● **Work task**
Which lines below contain the word "NoopPlatform"? Copy each of them.

● **Provided data**
────
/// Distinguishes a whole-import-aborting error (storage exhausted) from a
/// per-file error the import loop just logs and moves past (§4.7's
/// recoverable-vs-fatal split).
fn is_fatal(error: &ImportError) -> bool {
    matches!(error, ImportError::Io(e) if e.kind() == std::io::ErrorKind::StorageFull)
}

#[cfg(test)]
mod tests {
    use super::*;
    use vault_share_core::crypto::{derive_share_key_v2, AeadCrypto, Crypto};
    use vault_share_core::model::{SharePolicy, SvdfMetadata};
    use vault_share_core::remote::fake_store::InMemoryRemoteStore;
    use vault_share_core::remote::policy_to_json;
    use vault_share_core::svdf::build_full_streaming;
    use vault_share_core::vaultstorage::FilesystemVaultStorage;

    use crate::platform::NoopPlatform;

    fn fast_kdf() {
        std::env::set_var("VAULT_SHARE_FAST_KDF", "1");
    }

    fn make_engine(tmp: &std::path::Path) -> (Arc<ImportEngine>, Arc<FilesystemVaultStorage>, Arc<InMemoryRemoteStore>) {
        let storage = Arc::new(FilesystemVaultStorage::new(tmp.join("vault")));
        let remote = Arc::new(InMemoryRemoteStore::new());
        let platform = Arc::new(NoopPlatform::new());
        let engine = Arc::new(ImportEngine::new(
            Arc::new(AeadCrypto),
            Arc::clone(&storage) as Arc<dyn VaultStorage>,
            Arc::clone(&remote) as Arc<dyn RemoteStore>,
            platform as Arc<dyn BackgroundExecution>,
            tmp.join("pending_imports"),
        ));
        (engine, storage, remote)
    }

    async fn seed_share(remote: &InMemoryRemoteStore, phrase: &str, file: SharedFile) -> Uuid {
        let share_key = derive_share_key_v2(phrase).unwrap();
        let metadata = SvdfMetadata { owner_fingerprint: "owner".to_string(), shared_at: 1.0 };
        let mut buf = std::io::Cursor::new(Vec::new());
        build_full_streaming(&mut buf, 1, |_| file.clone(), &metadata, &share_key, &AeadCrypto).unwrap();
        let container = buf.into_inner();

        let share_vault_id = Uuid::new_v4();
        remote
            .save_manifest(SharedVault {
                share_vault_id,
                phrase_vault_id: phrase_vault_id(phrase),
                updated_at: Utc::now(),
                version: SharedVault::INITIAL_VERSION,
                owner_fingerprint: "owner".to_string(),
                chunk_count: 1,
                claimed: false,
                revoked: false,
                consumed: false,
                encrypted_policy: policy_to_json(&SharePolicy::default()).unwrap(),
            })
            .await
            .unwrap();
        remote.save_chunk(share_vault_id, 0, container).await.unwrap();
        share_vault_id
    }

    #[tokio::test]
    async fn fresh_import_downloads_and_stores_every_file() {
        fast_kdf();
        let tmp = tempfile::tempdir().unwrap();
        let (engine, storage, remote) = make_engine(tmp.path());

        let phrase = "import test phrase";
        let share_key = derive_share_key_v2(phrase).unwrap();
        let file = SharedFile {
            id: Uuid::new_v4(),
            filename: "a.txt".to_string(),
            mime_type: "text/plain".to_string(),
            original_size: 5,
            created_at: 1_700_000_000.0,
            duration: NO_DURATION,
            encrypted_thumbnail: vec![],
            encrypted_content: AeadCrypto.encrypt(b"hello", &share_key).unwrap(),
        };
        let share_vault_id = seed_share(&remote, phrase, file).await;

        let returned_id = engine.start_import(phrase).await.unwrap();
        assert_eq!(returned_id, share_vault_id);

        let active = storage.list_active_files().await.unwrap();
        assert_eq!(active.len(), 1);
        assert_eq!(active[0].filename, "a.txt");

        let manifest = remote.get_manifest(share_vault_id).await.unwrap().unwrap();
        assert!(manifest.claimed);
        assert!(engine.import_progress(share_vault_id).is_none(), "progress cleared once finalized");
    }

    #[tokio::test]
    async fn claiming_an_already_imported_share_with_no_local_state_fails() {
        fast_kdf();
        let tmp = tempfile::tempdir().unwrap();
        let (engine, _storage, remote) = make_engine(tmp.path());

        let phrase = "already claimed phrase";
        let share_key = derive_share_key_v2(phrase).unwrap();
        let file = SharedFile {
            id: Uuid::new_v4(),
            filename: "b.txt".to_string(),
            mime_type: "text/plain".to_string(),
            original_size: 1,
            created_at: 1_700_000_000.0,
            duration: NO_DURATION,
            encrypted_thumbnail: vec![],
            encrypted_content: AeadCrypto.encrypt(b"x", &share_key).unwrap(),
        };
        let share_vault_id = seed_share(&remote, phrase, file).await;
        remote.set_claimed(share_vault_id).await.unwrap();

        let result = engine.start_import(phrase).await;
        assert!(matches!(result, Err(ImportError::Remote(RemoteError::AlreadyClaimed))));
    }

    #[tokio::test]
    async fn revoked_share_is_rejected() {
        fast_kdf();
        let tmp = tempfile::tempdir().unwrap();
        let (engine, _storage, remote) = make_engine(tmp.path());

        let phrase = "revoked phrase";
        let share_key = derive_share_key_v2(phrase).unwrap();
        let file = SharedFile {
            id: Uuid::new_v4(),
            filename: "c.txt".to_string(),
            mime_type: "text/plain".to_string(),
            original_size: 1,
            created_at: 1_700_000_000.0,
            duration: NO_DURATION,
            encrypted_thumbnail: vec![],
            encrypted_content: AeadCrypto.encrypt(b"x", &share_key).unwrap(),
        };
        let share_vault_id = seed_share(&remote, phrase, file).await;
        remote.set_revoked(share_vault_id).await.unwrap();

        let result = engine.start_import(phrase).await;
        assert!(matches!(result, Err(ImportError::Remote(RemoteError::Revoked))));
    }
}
────
● **Completed task**
    use crate::platform::NoopPlatform;
        let platform = Arc::new(NoopPlatform::new());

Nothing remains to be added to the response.